Pazar, Haziran 13, 2010

Anne ayaklarım yere değiyor

Annelerinin sesi ne kadar yüksek çıkıyorsa, genlerle aktarılmış göz rengi, ayak serçe parmağı eğriliği, sabah nemrutluğu gibi, çocuklarının ki de o kadar... Sahilden şemsiyeye doğru bağırıyorlar: "Anne ayaklarım yere değmiyor". Beş yaşında olanları var, sekiz yaşında olanları, simitli yüzeni, tek kollukla takılanı... Kendilerini yırtarak bağırıyorlar hayatlarının en büyük eşiğini. Bir günde kaç çocuk geçiyor o eşikten, bilir misiniz?
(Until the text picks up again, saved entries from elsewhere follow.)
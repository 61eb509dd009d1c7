use std::ops::Deref;

use log::debug;
use mongodb::{
    bson::doc, error::Error as DbError, options::IndexOptions, Collection, Database, IndexModel,
};

use crate::model::db::{Candidate, Election, Vote};

/// A type that can be directly inserted/read to/from the database.
pub trait MongoCollection {
    /// The name of the collection.
    const NAME: &'static str;
}

/// A database collection of the given type.
pub struct Coll<T>(Collection<T>);

impl<T> Coll<T>
where
    T: MongoCollection,
{
    /// Get a handle on this collection in the given database.
    pub fn from_db(db: &Database) -> Self {
        Self(db.collection(T::NAME))
    }
}

// `Derive(Clone)` would only derive if `T: Clone`, but we don't need that bound.
impl<T> Clone for Coll<T> {
    fn clone(&self) -> Self {
        Self(self.0.clone())
    }
}

impl<T> Deref for Coll<T> {
    type Target = Collection<T>;

    fn deref(&self) -> &Self::Target {
        &self.0
    }
}

impl MongoCollection for Election {
    const NAME: &'static str = "elections";
}

impl MongoCollection for Candidate {
    const NAME: &'static str = "candidates";
}

impl MongoCollection for Vote {
    const NAME: &'static str = "votes";
}

/// Ensure that all the required indexes exist on the given database.
///
/// The unique `(election_id, voter_id)` index on votes is what makes a second
/// vote by the same voter impossible, however the requests interleave.
///
/// This operation is idempotent.
pub async fn ensure_indexes_exist(db: &Database) -> Result<(), DbError> {
    debug!("Ensuring collection indexes exist");

    let unique = IndexOptions::builder().unique(true).build();

    // Vote collection.
    let one_vote_per_voter = IndexModel::builder()
        .keys(doc! {"election_id": 1, "voter_id": 1})
        .options(unique)
        .build();
    let votes_by_candidate = IndexModel::builder()
        .keys(doc! {"election_id": 1, "candidate_id": 1})
        .build();
    Coll::<Vote>::from_db(db)
        .create_indexes([one_vote_per_voter, votes_by_candidate], None)
        .await?;

    // Candidate collection.
    let candidates_by_election = IndexModel::builder()
        .keys(doc! {"election_id": 1})
        .build();
    Coll::<Candidate>::from_db(db)
        .create_index(candidates_by_election, None)
        .await?;

    Ok(())
}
Kaldığımız yerde sekiz gün geçirmiş bir çiftin kadını, mekân sahibine dert yanıyordu giderayak: "Keşke odalara televizyon da koysaydınız..." Günü oda temizlemekle, patlıcan biber kızartmakla geçiren kadın usulca bir şey söylemiş olacak "En azından bazı odalara... Ekstra para da talep edebilirdiniz. İnsan akşamları yapacak bir şey bulamıyor. Televizyonun sesi yeter..." dedi. Yaşadığı şehirden bilmem kaç yüz kilometre direksiyon sallamışlar, bunun adına "tatil" demişler, Michael Jackson'un Jackson Five zamanı kadar yanmışlar, bir arzuları var, eksikliğini duydukları tek şey...

Sezen Aksu'yu ne çok seviyor tatil beldelerinin geceleri; televizyon değilse Sezen Aksu. Bir yandan o çalıyor, bir yandan karşılıklı susarak çekirdek çitliyor, kola içiyor şehir çiftleri. Sezen Aksu'yla problemim, Sezen Aksu'yu sevenlerden başlar. Bir sevme biçimi dayatırlar insana. Geçenlerde, bir iş çıkışı serviste billurlaştı cümlesi, porno endüstrisini hatırlatıyor bu matematik bana. Sezen Aksu dinlerken nasıl uyarılmanız gerektiği bellidir.

Tatildeyim, ayaklarım bazen yere değiyor, bazen değmiyor.

1 yorum:

D!mple Rock dedi ki...

fotoğraf pek iç açıcıymış -_-
ve ben de bitmek bilmeyen bir tatildeyim, halk arasında işsizlik diyorlar hani şu üni mezunu gençleri de vuranından.